▶ [WHAT THE EXERCISE ASKS]
Repeat back the entries that follow, keeping every word as it is.

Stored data

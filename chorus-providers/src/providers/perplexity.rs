use crate::error::ProviderError;
use crate::models::{Completion, ProviderId};
use crate::providers::http_client::{AuthStrategy, HttpProviderClient};
use crate::providers::{send_with_retry, AdapterConfig, ProviderAdapter};
use serde::{Deserialize, Serialize};
use std::time::Duration;

/// Adapter for the Perplexity chat completions API (OpenAI-compatible).
pub struct PerplexityAdapter {
    http: HttpProviderClient,
    config: AdapterConfig,
}

#[derive(Debug, Serialize)]
struct PerplexityRequest {
    model: String,
    messages: Vec<PerplexityMessage>,
}

#[derive(Debug, Serialize)]
struct PerplexityMessage {
    role: String,
    content: String,
}

#[derive(Debug, Deserialize)]
struct PerplexityResponse {
    choices: Vec<PerplexityChoice>,
}

#[derive(Debug, Deserialize)]
struct PerplexityChoice {
    message: PerplexityChoiceMessage,
}

#[derive(Debug, Deserialize)]
struct PerplexityChoiceMessage {
    content: String,
}

impl PerplexityAdapter {
    pub fn new(config: AdapterConfig) -> Result<Self, ProviderError> {
        let http = HttpProviderClient::new(
            config.timeout,
            config.base_url.clone(),
            "https://api.perplexity.ai",
            &config.headers,
            AuthStrategy::Bearer {
                token: config.api_key.clone(),
            },
        )?;

        Ok(Self { http, config })
    }

    async fn complete(&self, prompt: &str) -> Result<String, ProviderError> {
        let request = PerplexityRequest {
            model: self.config.model.clone(),
            messages: vec![PerplexityMessage {
                role: "user".to_string(),
                content: prompt.to_string(),
            }],
        };

        let response: PerplexityResponse =
            self.http.post_json("/chat/completions", &request).await?;

        Ok(response
            .choices
            .into_iter()
            .next()
            .map(|choice| choice.message.content)
            .unwrap_or_default())
    }
}

#[async_trait::async_trait]
impl ProviderAdapter for PerplexityAdapter {
    fn provider(&self) -> ProviderId {
        ProviderId::Perplexity
    }

    async fn send(&self, prompt: &str, deadline: Duration) -> Result<Completion, ProviderError> {
        send_with_retry(
            self.config.max_retries,
            self.config.retry_delay,
            deadline,
            || self.complete(prompt),
        )
        .await
    }
}
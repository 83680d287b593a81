//! Error types for the provider layer.
//!
//! Every failure an adapter can surface is classified into one of five kinds
//! (`ErrorKind`) that the refinement controller routes on: transport, auth,
//! rate-limited, timeout, provider-internal. The richer `ProviderError`
//! variants preserve context for logging and persistence; `kind()` collapses
//! them to the routing taxonomy.

use std::time::Duration;
use thiserror::Error;

/// Coarse classification of provider failures used by the refinement
/// controller and dispatcher.
#[derive(Debug, Clone, Copy, PartialEq, Eq)]
pub enum ErrorKind {
    /// Network-level failure reaching the provider; retryable.
    Transport,
    /// Credential or authorization problem; never retried.
    Auth,
    /// Provider-signalled throttling; retryable after the suggested window.
    RateLimited,
    /// The call exceeded its deadline; retryable.
    Timeout,
    /// The provider accepted the call but failed internally.
    ProviderInternal,
}

impl ErrorKind {
    pub fn as_str(&self) -> &'static str {
        match self {
            ErrorKind::Transport => "transport",
            ErrorKind::Auth => "auth",
            ErrorKind::RateLimited => "rate_limited",
            ErrorKind::Timeout => "timeout",
            ErrorKind::ProviderInternal => "provider_internal",
        }
    }
}

/// Errors surfaced by provider adapters and the local LLM client.
#[derive(Error, Debug)]
pub enum ProviderError {
    /// Network or transport failure reaching a provider
    #[error("transport error: {message}")]
    Transport { message: String },

    /// Credential or authorization failure
    #[error("authentication failed: {message}")]
    Auth { message: String },

    /// Provider-signalled throttling, optionally with a suggested wait
    #[error("rate limit exceeded")]
    RateLimited { retry_after: Option<Duration> },

    /// The call did not complete within its deadline
    #[error("request timed out")]
    Timeout,

    /// Provider-side failure with status code and message
    #[error("provider error: {code} - {message}")]
    ProviderInternal { code: u16, message: String },

    /// Response body could not be decoded
    #[error("serialization error: {0}")]
    Serialization(#[from] serde_json::Error),

    /// Invalid or missing adapter configuration
    #[error("configuration error: {message}")]
    Configuration { message: String },
}

impl ProviderError {
    /// Collapse this error to the five-kind routing taxonomy.
    ///
    /// Serialization and configuration problems count as provider-internal:
    /// the provider answered, but not in a usable way.
    pub fn kind(&self) -> ErrorKind {
        match self {
            ProviderError::Transport { .. } => ErrorKind::Transport,
            ProviderError::Auth { .. } => ErrorKind::Auth,
            ProviderError::RateLimited { .. } => ErrorKind::RateLimited,
            ProviderError::Timeout => ErrorKind::Timeout,
            ProviderError::ProviderInternal { .. }
            | ProviderError::Serialization(_)
            | ProviderError::Configuration { .. } => ErrorKind::ProviderInternal,
        }
    }

    /// Whether a retry within the same refinement attempt is worthwhile.
    pub fn is_retryable(&self) -> bool {
        matches!(
            self.kind(),
            ErrorKind::Transport | ErrorKind::Timeout | ErrorKind::RateLimited
        )
    }
}

impl From<reqwest::Error> for ProviderError {
    fn from(err: reqwest::Error) -> Self {
        if err.is_timeout() {
            ProviderError::Timeout
        } else {
            ProviderError::Transport {
                message: err.to_string(),
            }
        }
    }
}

▶ [OUTPUT FOR THIS TASK]
filename chorus-providers/src/providers/perplexity.rs
use crate::error::ProviderError;
use crate::models::{Completion, ProviderId};
use crate::providers::http_client::{AuthStrategy, HttpProviderClient};
use crate::providers::{send_with_retry, AdapterConfig, ProviderAdapter};
use serde::{Deserialize, Serialize};
use std::time::Duration;

/// Adapter for the Perplexity chat completions API (OpenAI-compatible).
pub struct PerplexityAdapter {
    http: HttpProviderClient,
    config: AdapterConfig,
}

#[derive(Debug, Serialize)]
struct PerplexityRequest {
    model: String,
    messages: Vec<PerplexityMessage>,
}

#[derive(Debug, Serialize)]
struct PerplexityMessage {
    role: String,
    content: String,
}

#[derive(Debug, Deserialize)]
struct PerplexityResponse {
    choices: Vec<PerplexityChoice>,
}

#[derive(Debug, Deserialize)]
struct PerplexityChoice {
    message: PerplexityChoiceMessage,
}

#[derive(Debug, Deserialize)]
struct PerplexityChoiceMessage {
    content: String,
}

impl PerplexityAdapter {
    pub fn new(config: AdapterConfig) -> Result<Self, ProviderError> {
        let http = HttpProviderClient::new(
            config.timeout,
            config.base_url.clone(),
            "https://api.perplexity.ai",
            &config.headers,
            AuthStrategy::Bearer {
                token: config.api_key.clone(),
            },
        )?;

        Ok(Self { http, config })
    }

    async fn complete(&self, prompt: &str) -> Result<String, ProviderError> {
        let request = PerplexityRequest {
            model: self.config.model.clone(),
            messages: vec![PerplexityMessage {
                role: "user".to_string(),
                content: prompt.to_string(),
            }],
        };

        let response: PerplexityResponse =
            self.http.post_json("/chat/completions", &request).await?;

        Ok(response
            .choices
            .into_iter()
            .next()
            .map(|choice| choice.message.content)
            .unwrap_or_default())
    }
}

#[async_trait::async_trait]
impl ProviderAdapter for PerplexityAdapter {
    fn provider(&self) -> ProviderId {
        ProviderId::Perplexity
    }

    async fn send(&self, prompt: &str, deadline: Duration) -> Result<Completion, ProviderError> {
        send_with_retry(
            self.config.max_retries,
            self.config.retry_delay,
            deadline,
            || self.complete(prompt),
        )
        .await
    }
}
repository 83680d287b593a81
//! Error types for the provider layer.
//!
//! Every failure an adapter can surface is classified into one of five kinds
//! (`ErrorKind`) that the refinement controller routes on: transport, auth,
//! rate-limited, timeout, provider-internal. The richer `ProviderError`
//! variants preserve context for logging and persistence; `kind()` collapses
//! them to the routing taxonomy.

use std::time::Duration;
use thiserror::Error;

/// Coarse classification of provider failures used by the refinement
/// controller and dispatcher.
#[derive(Debug, Clone, Copy, PartialEq, Eq)]
pub enum ErrorKind {
    /// Network-level failure reaching the provider; retryable.
    Transport,
    /// Credential or authorization problem; never retried.
    Auth,
    /// Provider-signalled throttling; retryable after the suggested window.
    RateLimited,
    /// The call exceeded its deadline; retryable.
    Timeout,
    /// The provider accepted the call but failed internally.
    ProviderInternal,
}

impl ErrorKind {
    pub fn as_str(&self) -> &'static str {
        match self {
            ErrorKind::Transport => "transport",
            ErrorKind::Auth => "auth",
            ErrorKind::RateLimited => "rate_limited",
            ErrorKind::Timeout => "timeout",
            ErrorKind::ProviderInternal => "provider_internal",
        }
    }
}

/// Errors surfaced by provider adapters and the local LLM client.
#[derive(Error, Debug)]
pub enum ProviderError {
    /// Network or transport failure reaching a provider
    #[error("transport error: {message}")]
    Transport { message: String },

    /// Credential or authorization failure
    #[error("authentication failed: {message}")]
    Auth { message: String },

    /// Provider-signalled throttling, optionally with a suggested wait
    #[error("rate limit exceeded")]
    RateLimited { retry_after: Option<Duration> },

    /// The call did not complete within its deadline
    #[error("request timed out")]
    Timeout,

    /// Provider-side failure with status code and message
    #[error("provider error: {code} - {message}")]
    ProviderInternal { code: u16, message: String },

    /// Response body could not be decoded
    #[error("serialization error: {0}")]
    Serialization(#[from] serde_json::Error),

    /// Invalid or missing adapter configuration
    #[error("configuration error: {message}")]
    Configuration { message: String },
}

impl ProviderError {
    /// Collapse this error to the five-kind routing taxonomy.
    ///
    /// Serialization and configuration problems count as provider-internal:
    /// the provider answered, but not in a usable way.
    pub fn kind(&self) -> ErrorKind {
        match self {
            ProviderError::Transport { .. } => ErrorKind::Transport,
            ProviderError::Auth { .. } => ErrorKind::Auth,
            ProviderError::RateLimited { .. } => ErrorKind::RateLimited,
            ProviderError::Timeout => ErrorKind::Timeout,
            ProviderError::ProviderInternal { .. }
            | ProviderError::Serialization(_)
            | ProviderError::Configuration { .. } => ErrorKind::ProviderInternal,
        }
    }

    /// Whether a retry within the same refinement attempt is worthwhile.
    pub fn is_retryable(&self) -> bool {
        matches!(
            self.kind(),
            ErrorKind::Transport | ErrorKind::Timeout | ErrorKind::RateLimited
        )
    }
}

impl From<reqwest::Error> for ProviderError {
    fn from(err: reqwest::Error) -> Self {
        if err.is_timeout() {
            ProviderError::Timeout
        } else {
            ProviderError::Transport {
                message: err.to_string(),
            }
        }
    }
}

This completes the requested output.